How to boot into the newly installed system?

You can, for example, configure GRUB to boot your newly configured operating system.

You can either use the new Debian-based system’s GRUB as the default (replace the existing one) or configure additional GRUB entries in an existing system. For instance, if your base system is Debian-based, you can add your entry using /etc/grub.d/40_custom:

#!/bin/sh
exec tail -n +3 $0
# This file provides an easy way to add custom menu entries.  Simply type the
# menu entries you want to add after this comment.  Be careful not to change
# the 'exec tail' line above.
menuentry 'Debian 2' --class debian --class gnu-linux --class gnu --class os $menuentry_id_option 'debian_fallback' {
        insmod part_gpt
        insmod fat
        search --no-floppy --fs-uuid --set=root 00000000-000a-00a0-a0a0-000000a0000a
        linux /backup/vmlinuz-6.12.12+bpo-amd64 root=/dev/MY_LVM_VOLUME/debian ro fsck.mode=auto fsck.repair=yes nowatchdog apparmor=1 acpi_backlight=native
        initrd /initrd.img-6.12.12+bpo-amd64Code language: plaintext (plaintext)

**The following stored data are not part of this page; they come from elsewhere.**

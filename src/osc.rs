use rosc::{encoder, OscMessage, OscPacket, OscType};
use serde::{Deserialize, Serialize};

/// Typed OSC argument as carried over the bridge: `{"type": "f", "value": 0.5}`.
#[derive(Debug, Clone, PartialEq, Serialize, Deserialize)]
#[serde(tag = "type", content = "value")]
pub enum OscArg {
    #[serde(rename = "f")]
    Float(f32),
    #[serde(rename = "i")]
    Int(i32),
    #[serde(rename = "s")]
    Str(String),
}

impl OscArg {
    pub fn type_tag(&self) -> char {
        match self {
            OscArg::Float(_) => 'f',
            OscArg::Int(_) => 'i',
            OscArg::Str(_) => 's',
        }
    }
}

impl From<OscArg> for OscType {
    fn from(arg: OscArg) -> Self {
        match arg {
            OscArg::Float(v) => OscType::Float(v),
            OscArg::Int(v) => OscType::Int(v),
            OscArg::Str(v) => OscType::String(v),
        }
    }
}

/// One outbound message: slash-delimited address plus ordered typed args.
#[derive(Debug, Clone, PartialEq, Serialize, Deserialize)]
pub struct OscCommand {
    pub address: String,
    pub args: Vec<OscArg>,
}

impl OscCommand {
    pub fn new(address: impl Into<String>, args: Vec<OscArg>) -> Self {
        Self {
            address: address.into(),
            args,
        }
    }

    /// Message whose arguments are all floats.
    pub fn floats(address: impl Into<String>, values: impl IntoIterator<Item = f32>) -> Self {
        Self::new(address, values.into_iter().map(OscArg::Float).collect())
    }

    pub fn is_valid_address(&self) -> bool {
        self.address.starts_with('/') && !self.address.contains(char::is_whitespace)
    }
}

pub fn build_osc_message(command: &OscCommand) -> OscMessage {
    OscMessage {
        addr: command.address.clone(),
        args: command.args.iter().cloned().map(OscType::from).collect(),
    }
}

/// OSCメッセージをバイト列にエンコード
pub fn encode_osc_message(msg: OscMessage) -> Result<Vec<u8>, rosc::OscError> {
    encoder::encode(&OscPacket::Message(msg))
}

pub fn encode_command(command: &OscCommand) -> Result<Vec<u8>, rosc::OscError> {
    encode_osc_message(build_osc_message(command))
}

#[cfg(test)]
mod tests {
    use super::*;
    use rosc::decoder;

    #[test]
    fn test_build_osc_message_address() {
        let cmd = OscCommand::floats("/pose/nose/position", [0.1, 0.2, 0.3]);
        let msg = build_osc_message(&cmd);
        assert_eq!(msg.addr, "/pose/nose/position");
    }

    #[test]
    fn test_build_osc_message_args() {
        let cmd = OscCommand::new(
            "/test",
            vec![OscArg::Float(1.5), OscArg::Int(7), OscArg::Str("hi".to_string())],
        );
        let msg = build_osc_message(&cmd);
        assert_eq!(msg.args.len(), 3);
        assert_eq!(msg.args[0], OscType::Float(1.5));
        assert_eq!(msg.args[1], OscType::Int(7));
        assert_eq!(msg.args[2], OscType::String("hi".to_string()));
    }

    #[test]
    fn test_encoded_packet_decodes_to_same_message() {
        let cmd = OscCommand::floats("/pose/all", [1.0, 2.0, 3.0]);
        let encoded = encode_command(&cmd).unwrap();
        let (_, packet) = decoder::decode_udp(&encoded).unwrap();
        match packet {
            OscPacket::Message(msg) => {
                assert_eq!(msg.addr, "/pose/all");
                assert_eq!(msg.args, vec![OscType::Float(1.0), OscType::Float(2.0), OscType::Float(3.0)]);
            }
            OscPacket::Bundle(_) => panic!("expected message"),
        }
    }

    #[test]
    fn test_valid_address() {
        assert!(OscCommand::floats("/pose/all", []).is_valid_address());
        assert!(!OscCommand::floats("pose/all", []).is_valid_address());
        assert!(!OscCommand::floats("/pose all", []).is_valid_address());
        assert!(!OscCommand::floats("", []).is_valid_address());
    }

    #[test]
    fn test_arg_type_tags() {
        assert_eq!(OscArg::Float(0.0).type_tag(), 'f');
        assert_eq!(OscArg::Int(0).type_tag(), 'i');
        assert_eq!(OscArg::Str(String::new()).type_tag(), 's');
    }

    #[test]
    fn test_arg_serde_shape() {
        let value = toml::Value::try_from(OscArg::Float(0.5)).unwrap();
        let table = value.as_table().unwrap();
        assert_eq!(table["type"].as_str(), Some("f"));
        assert_eq!(table["value"].as_float(), Some(0.5));
    }
}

(Replace /dev/mapper/MY_LVM_VOLUME_debian with your root partition and 00000000-000a-00a0-a0a0-000000a0000a with your actual UUID that you can find using the command: lsblk -o +UUID)

In my case, I am using bootctl, which I installed using Gentoo. I simply added /boot/loader/entries/debian.conf with the following configuration:

title Debian
linux /vmlinuz-6.12.12+bpo-amd64
initrd /initrd.img-6.12.12+bpo-amd64
options rw root=/dev/volume1/debianCode language: plaintext (plaintext)

Congratulations! You have successfully installed a Debian-based system using debootstrap from another distribution such as Arch Linux, Gentoo, etc.